Devocional Diario: "Él los bautizará con fuego" (Mateo 3:11).

"Él los bautizará con fuego" (Mateo 3:11).

El fuego tiene una intensidad única y natural, penetrando profundamente en la esencia de aquello que toca. Se mezcla con cada partícula, transformando todo lo que encuentra. Así también son las pruebas intensas que llegan a las almas más sensibles, a aquellas que tienen más puntos de contacto con el dolor. Y hay pruebas aún más profundas, que ocurren cuando somos moldeados por las manos de Dios, cuando pasamos del nivel físico e intelectual al espiritual. Estas experiencias muchas veces nos asustan y, en medio del sufrimiento, tendemos a cuestionar: "¿Esto realmente puede venir de un Padre amoroso? ¿Cómo puede ser esto para mi bien?"

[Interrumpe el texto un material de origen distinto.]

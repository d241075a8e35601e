//! Git hook installation.
//!
//! Installs small shell scripts into `.git/hooks/` so plan syncs fire
//! automatically on checkout and merge. The scripts run `cxt sync --silent`:
//! silent mode skips the dirty-plan guard, trading safety for not blocking
//! automation.

use crate::storage::FileStore;
use crate::{Error, Result};
use std::path::{Path, PathBuf};

/// Marker identifying scripts this tool wrote.
const HOOK_MARKER: &str = "# installed by cxt";

/// Hook names that trigger a plan sync.
pub const HOOK_NAMES: [&str; 2] = ["post-checkout", "post-merge"];

/// Returns the script text for one hook.
#[must_use]
pub fn hook_script(hook_name: &str) -> String {
    format!(
        "#!/bin/sh\n{HOOK_MARKER}\n# {hook_name}: keep plan.md matching the checked-out branch\ncxt sync --silent || true\n"
    )
}

/// Outcome of installing one hook.
#[derive(Debug, Clone, PartialEq, Eq)]
pub enum HookInstall {
    /// Script written.
    Installed(String),
    /// Already ours; rewritten in place.
    Refreshed(String),
    /// A foreign hook occupies the slot and `force` was false.
    SkippedForeign(String),
}

/// Installs the sync hooks into `git_dir/hooks/`.
///
/// Refuses to clobber hooks this tool did not write unless `force` is set.
///
/// # Errors
///
/// Returns an error if the hooks directory cannot be created or a script
/// cannot be written.
pub fn install_hooks(store: &dyn FileStore, git_dir: &Path, force: bool) -> Result<Vec<HookInstall>> {
    let hooks_dir = git_dir.join("hooks");
    store.ensure_dir(&hooks_dir)?;

    let mut outcomes = Vec::new();
    for name in HOOK_NAMES {
        let path = hooks_dir.join(name);
        let existing = store.read_to_string(&path)?;

        let outcome = match existing {
            Some(content) if !content.contains(HOOK_MARKER) && !force => {
                HookInstall::SkippedForeign(name.to_string())
            },
            Some(_) => {
                write_hook(store, &path, name)?;
                HookInstall::Refreshed(name.to_string())
            },
            None => {
                write_hook(store, &path, name)?;
                HookInstall::Installed(name.to_string())
            },
        };
        outcomes.push(outcome);
    }
    Ok(outcomes)
}

fn write_hook(store: &dyn FileStore, path: &Path, name: &str) -> Result<()> {
    store.write(path, &hook_script(name))?;
    mark_executable(path)
}

#[cfg(unix)]
fn mark_executable(path: &Path) -> Result<()> {
    use std::os::unix::fs::PermissionsExt;
    // The in-memory store has no real file to chmod.
    if !path.exists() {
        return Ok(());
    }
    let perms = std::fs::Permissions::from_mode(0o755);
    std::fs::set_permissions(path, perms).map_err(|e| Error::Storage {
        operation: "chmod_hook".to_string(),
        cause: e.to_string(),
    })
}

#[cfg(not(unix))]
fn mark_executable(_path: &Path) -> Result<()> {
    Ok(())
}

/// Resolves the `.git` directory for a project root.
#[must_use]
pub fn git_dir_for(project_root: &Path) -> PathBuf {
    project_root.join(".git")
}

Sin embargo, es necesario comprender que el propósito de Dios en las pruebas es siempre transformarnos y alinearnos con Su voluntad. La mano de Dios puede parecer pesada para aquellos que resisten la obediencia, pero esa resistencia nos impide experimentar las bendiciones que Él desea darnos. Dios quiere que seamos bendecidos, pero la bendición solo llega cuando nos sometemos a Su liderazgo, entregando nuestros caminos y nuestra voluntad a la obediencia de Sus mandamientos.

Solamente los hijos que eligen obedecer los poderosos mandamientos de Dios logran experimentar la plenitud de Sus promesas. El fuego de las pruebas, aunque intenso, purifica, fortalece y nos acerca al corazón de Dios. Es al pasar por estas experiencias con un espíritu sumiso que nos volvemos verdaderamente preparados para recibir las bendiciones que Él ha reservado para quienes lo siguen con fidelidad. -Adaptado de A. B. Simpson. Hasta mañana, si el Señor nos lo permite.

Ora conmigo: Querido Dios, es verdad que las pruebas muchas veces queman como un fuego intenso, alcanzando lo más profundo de mi ser y sacando a la luz dudas y miedos. En medio del sufrimiento, cuestiono cómo esto puede ser expresión de Tu amor, pero sé que Tú tienes un propósito en cada dificultad. Ayúdame a comprender que estas pruebas son herramientas para moldear mi corazón y alinear mi vida a Tu voluntad, incluso cuando no entiendo plenamente lo que estás haciendo.

Padre mío, hoy te pido que me des un corazón sumiso y dispuesto a obedecer tus mandamientos, aun cuando el camino parezca difícil. Líbrame de la resistencia que impide que tus bendiciones fluyan en mi vida y enséñame a confiar en tu plan, sabiendo que las pruebas tienen el poder de purificar y fortalecer mi fe. Guíame a entregar mi voluntad a Ti, para que pueda experimentar la plenitud de las promesas que has reservado para tus hijos.

Oh, Santísimo Dios, te adoro y te alabo porque transformas incluso el fuego de las pruebas en algo precioso para mi vida. Gracias por no rendirte conmigo, incluso cuando vacilo en mi obediencia. Exalto tu nombre porque sé que, al someterme a tu amor y a tu liderazgo, estoy siendo preparado para recibir las bendiciones que solo Tú puedes ofrecer. Tu amado Hijo es mi eterno Príncipe y Salvador. Tu poderosa Ley no me deja desviarme por caminos peligrosos. Tus mandamientos son como jardines floridos que perfuman y embellecen mi existencia. Oro en el precioso nombre de Jesús, amén.